I'm going to have more on this as news comes in, but South Korea's Finance Ministry said today that it will reduce the screen quota, removing a key element of friction with the United States ahead of expected free trade talks.
Under the current system, local theaters are mandated to screen South Korean movies for 146 days a year to protect the local film industry. (It should be noted that the screen quota is not just about protection against "Hollywood," but also films from France, the rest of Europe, Hong Kong, and more recently, Japan.)
When there was first talk about removing the quota, Korean filmmakers and performers voiced strong opposition. Some read the writing on the wall and knew that the way to survive, without a captive audience, would be by improving the quality of movies. It appears that many of them have succeeded.
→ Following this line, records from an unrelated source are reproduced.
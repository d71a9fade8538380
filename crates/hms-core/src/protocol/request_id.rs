//! Request id generation.
//!
//! Every packet carries a `request_id` that the peer echoes back in its
//! [`ResponsePacket`](crate::protocol::packet::ResponsePacket).  The id only
//! has to be unique for the life of a connection, so a process-wide counter
//! seeded from the wall clock is enough: two processes started at different
//! instants produce disjoint ranges, and within one process the counter never
//! repeats until it wraps at `u64::MAX`.
//!
//! # Thread safety
//!
//! The counter is an `AtomicU64` advanced with `fetch_add`, so packets built
//! concurrently on different worker tasks always receive distinct ids.

use std::sync::atomic::{AtomicU64, Ordering};
use std::sync::OnceLock;
use std::time::{SystemTime, UNIX_EPOCH};

/// A thread-safe, monotonically increasing source of request ids.
///
/// # Examples
///
/// ```rust
/// use hms_core::protocol::RequestIdGenerator;
///
/// let ids = RequestIdGenerator::starting_at(100);
/// assert_eq!(ids.next(), 100);
/// assert_eq!(ids.next(), 101);
/// ```
#[derive(Debug)]
pub struct RequestIdGenerator {
    inner: AtomicU64,
}

impl RequestIdGenerator {
    /// Creates a generator whose first id is `seed`.
    pub fn starting_at(seed: u64) -> Self {
        Self {
            inner: AtomicU64::new(seed),
        }
    }

    /// Creates a generator seeded with the current time in nanoseconds.
    pub fn from_clock() -> Self {
        let seed = SystemTime::now()
            .duration_since(UNIX_EPOCH)
            .map(|d| d.as_nanos() as u64)
            .unwrap_or(1);
        Self::starting_at(seed)
    }

    /// Returns the next id and advances the counter.
    ///
    /// Wraps from `u64::MAX` to 0 without panicking.
    pub fn next(&self) -> u64 {
        self.inner.fetch_add(1, Ordering::Relaxed)
    }

    /// Returns the id the next call to [`next`](Self::next) would produce.
    pub fn current(&self) -> u64 {
        self.inner.load(Ordering::Relaxed)
    }
}

impl Default for RequestIdGenerator {
    fn default() -> Self {
        Self::from_clock()
    }
}

static PROCESS_IDS: OnceLock<RequestIdGenerator> = OnceLock::new();

/// Returns a fresh id from the process-wide generator.
pub fn next_request_id() -> u64 {
    PROCESS_IDS.get_or_init(RequestIdGenerator::from_clock).next()
}

#[cfg(test)]
mod tests {
    use super::*;
    use std::sync::Arc;
    use std::thread;

    #[test]
    fn test_generator_starts_at_seed() {
        // Arrange
        let ids = RequestIdGenerator::starting_at(42);

        // Act
        let first = ids.next();

        // Assert
        assert_eq!(first, 42);
    }

    #[test]
    fn test_generator_increments_monotonically() {
        let ids = RequestIdGenerator::starting_at(0);

        let values: Vec<u64> = (0..100).map(|_| ids.next()).collect();

        for window in values.windows(2) {
            assert!(window[1] > window[0], "ids must be strictly increasing");
        }
    }

    #[test]
    fn test_generator_wraps_at_u64_max() {
        let ids = RequestIdGenerator::starting_at(u64::MAX);

        let before_wrap = ids.next();
        let after_wrap = ids.next();

        assert_eq!(before_wrap, u64::MAX);
        assert_eq!(after_wrap, 0);
    }

    #[test]
    fn test_clock_seed_is_nonzero() {
        let ids = RequestIdGenerator::from_clock();

        assert!(ids.current() > 0);
    }

    #[test]
    fn test_current_does_not_advance() {
        let ids = RequestIdGenerator::starting_at(10);
        ids.next();

        assert_eq!(ids.current(), 11);
        assert_eq!(ids.next(), 11);
    }

    #[test]
    fn test_process_ids_are_unique_across_threads() {
        // Arrange
        let thread_count = 8;
        let per_thread = 500;
        let barrier = Arc::new(std::sync::Barrier::new(thread_count));

        // Act – draw ids from many threads at once
        let handles: Vec<_> = (0..thread_count)
            .map(|_| {
                let barrier = Arc::clone(&barrier);
                thread::spawn(move || {
                    barrier.wait();
                    (0..per_thread).map(|_| next_request_id()).collect::<Vec<_>>()
                })
            })
            .collect();

        let mut all: Vec<u64> = handles
            .into_iter()
            .flat_map(|h| h.join().expect("thread panicked"))
            .collect();

        // Assert
        all.sort_unstable();
        all.dedup();
        assert_eq!(all.len(), thread_count * per_thread);
    }
}
//! BrowseTablesUseCase: log in as an administrator and read table rows.
//!
//! Every step is one request over a [`RequestChannel`].  A response whose
//! `error_code` is not `Success` becomes [`BrowseError::Rejected`] with the
//! server's own message, so the caller can show it as is.

use std::sync::Arc;

use hms_core::protocol::{GetDataPacket, LoginPacket, LogoutPacket};
use hms_core::{Packet, ResponseCode, ResponsePacket, TableId};
use serde::Deserialize;
use serde_json::{Map, Value};
use thiserror::Error;
use tracing::{debug, info};

use crate::application::request_channel::{RequestChannel, RequestError};

/// One table row as sent by the server: column name to value.
pub type Row = Map<String, Value>;

/// Errors returned by [`BrowseTablesUseCase`].
#[derive(Debug, Error)]
pub enum BrowseError {
    #[error(transparent)]
    Request(#[from] RequestError),

    #[error("server refused the request ({code:?}): {message}")]
    Rejected { code: ResponseCode, message: String },

    #[error("unexpected response data: {0}")]
    Payload(#[from] serde_json::Error),
}

/// The account the server reports after a successful login.
#[derive(Debug, Clone, PartialEq, Eq, Deserialize)]
pub struct Profile {
    pub id: i64,
    pub name: String,
    pub surname: String,
    pub role: String,
}

pub struct BrowseTablesUseCase<C> {
    channel: Arc<C>,
}

impl<C: RequestChannel> BrowseTablesUseCase<C> {
    pub fn new(channel: Arc<C>) -> Self {
        Self { channel }
    }

    /// Logs in and returns the account profile.
    ///
    /// # Errors
    ///
    /// - [`BrowseError::Rejected`] for wrong credentials or a non-admin account.
    /// - [`BrowseError::Request`] if no response arrived.
    pub async fn log_in(&self, login: &str, password: &str) -> Result<Profile, BrowseError> {
        let response = self
            .channel
            .request(LoginPacket::new(login, password).into())
            .await?;
        let response = accepted(response)?;
        let profile: Profile = serde_json::from_value(response.additional_data)?;
        info!(login, id = profile.id, role = %profile.role, "logged in");
        Ok(profile)
    }

    /// Reads every row of `table`.
    ///
    /// # Errors
    ///
    /// [`BrowseError::Rejected`] if the session is not an administrator or
    /// the table is empty; [`BrowseError::Request`] if no response arrived.
    pub async fn fetch_table(&self, table: TableId) -> Result<Vec<Row>, BrowseError> {
        let response = self
            .channel
            .request(GetDataPacket::new(table).into())
            .await?;
        let response = accepted(response)?;
        let rows: Vec<Row> = serde_json::from_value(response.additional_data)?;
        debug!(table = table.name(), rows = rows.len(), "table fetched");
        Ok(rows)
    }

    /// Tells the server the session is over.  The server never answers.
    pub async fn log_out(&self) -> bool {
        self.channel.notify(Packet::from(LogoutPacket::new())).await
    }
}

fn accepted(response: ResponsePacket) -> Result<ResponsePacket, BrowseError> {
    if response.is_success() {
        Ok(response)
    } else {
        Err(BrowseError::Rejected {
            code: response.error_code,
            message: response.error_message,
        })
    }
}
// Copyright 2026 Anapaya Systems
//
// Licensed under the Apache License, Version 2.0 (the "License");
// you may not use this file except in compliance with the License.
// You may obtain a copy of the License at
//
//   http://www.apache.org/licenses/LICENSE-2.0
//
// Unless required by applicable law or agreed to in writing, software
// distributed under the License is distributed on an "AS IS" BASIS,
// WITHOUT WARRANTIES OR CONDITIONS OF ANY KIND, either express or implied.
// See the License for the specific language governing permissions and
// limitations under the License.

//! # Packet pipes for the DSR appliance
//!
//! This crate provides the two raw IP packet pipes a DSR node forwards between:
//!
//! - [`bridge::TunBridge`]: a TUN device through which packets enter and leave the
//!   kernel's IP stack.
//! - [`overlay::UdpOverlayChannel`]: a point-to-point UDP link to the peer node, sent
//!   through the already established secure overlay interface.
//!
//! Both implement [`PacketSource`] and [`PacketSink`], so forwarding loops can be
//! written once and tested against the in-memory [`bridge::MemoryBridge`].
//!
//! Packets are carried as [`InnerPacket`]s. Neither pipe touches packet contents:
//! addresses, ports and checksums leave exactly as they arrived.

pub mod bridge;
pub mod error;
pub mod overlay;
pub mod packet;

use async_trait::async_trait;
pub use error::{DeviceError, PacketIoError};
pub use packet::{FlowTuple, InnerPacket, IpVersion, MalformedPacket};

/// A source of raw IP packets.
///
/// Implementations are safe for concurrent use, reading only requires `&self`.
#[async_trait]
pub trait PacketSource: Send + Sync {
    /// Waits for the next packet.
    ///
    /// Returns [`PacketIoError::Fatal`] once the source is gone for good. Other
    /// errors concern a single packet only.
    async fn read_packet(&self) -> Result<InnerPacket, PacketIoError>;
}

/// A sink for raw IP packets.
#[async_trait]
pub trait PacketSink: Send + Sync {
    /// Writes one packet unmodified.
    ///
    /// Failures are not retried, the packet is lost on a transient error.
    async fn write_packet(&self, packet: &InnerPacket) -> Result<(), PacketIoError>;
}

/// Reports whether a link is administratively up.
pub trait LinkStatus: Send + Sync {
    /// Returns true if the link is up.
    fn is_up(&self) -> bool;
}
Among a lot of people, there is a consensus that the screen quota is no longer needed.
The screen quota is to be cut by half, to a total of 73 days, beginning July 1. According to the article, "authorities expressed confidence that South Korean movies can withstand more competition from Hollywood, pointing out that the market share for domestic films has grown to nearly 60 percent last year from 50 percent in 2001." The updated article (which gives a good overview of the issue), says Washington welcomed the move.
To help movie producers cope with the reduction in the screen quota, the government announced plans to set up a fund worth 400 billion won (about US$400 million), but Korean filmmakers are reportedly calling the countermeasure "flawed and unsatisfactory."
Under the plan, the government will extend direct financial support worth 200 billion won and raise another 200 billion won by using the 5 percent fee it charges for each movie ticket sold.
One of my criticisms of the screen quota was that it mostly assisted big-budget films, not the artsy-fartsy films that can easily be overwhelmed by the competition. Answering that, the proposed fund will be used to help local filmmakers produce more art-house films, independent movies and documentaries. The fund will also be used to increase the number of theaters specializing in such non-mainstream films to 100 from the current dozen.
Culture Minister Chung Dong-chea notes that it was a 150 billion won fund from the Kim Daejung administration that helped the Korean film industry make the strides that we see today.
Haisan, a person who I had met long ago but didn't know then that he was Haisan, wrote an interesting piece at the Blog Formerly Known as Marmot's Hole addressing myths of the screen quota. A good read that makes me confident I've been (mostly) feeling the right way on this issue. Just one thing I want to emphasize: the "resurgence" in Korean media is not due to the screen quota, but a change in business (quality and marketing) due to the threat of the screen quota disappearing.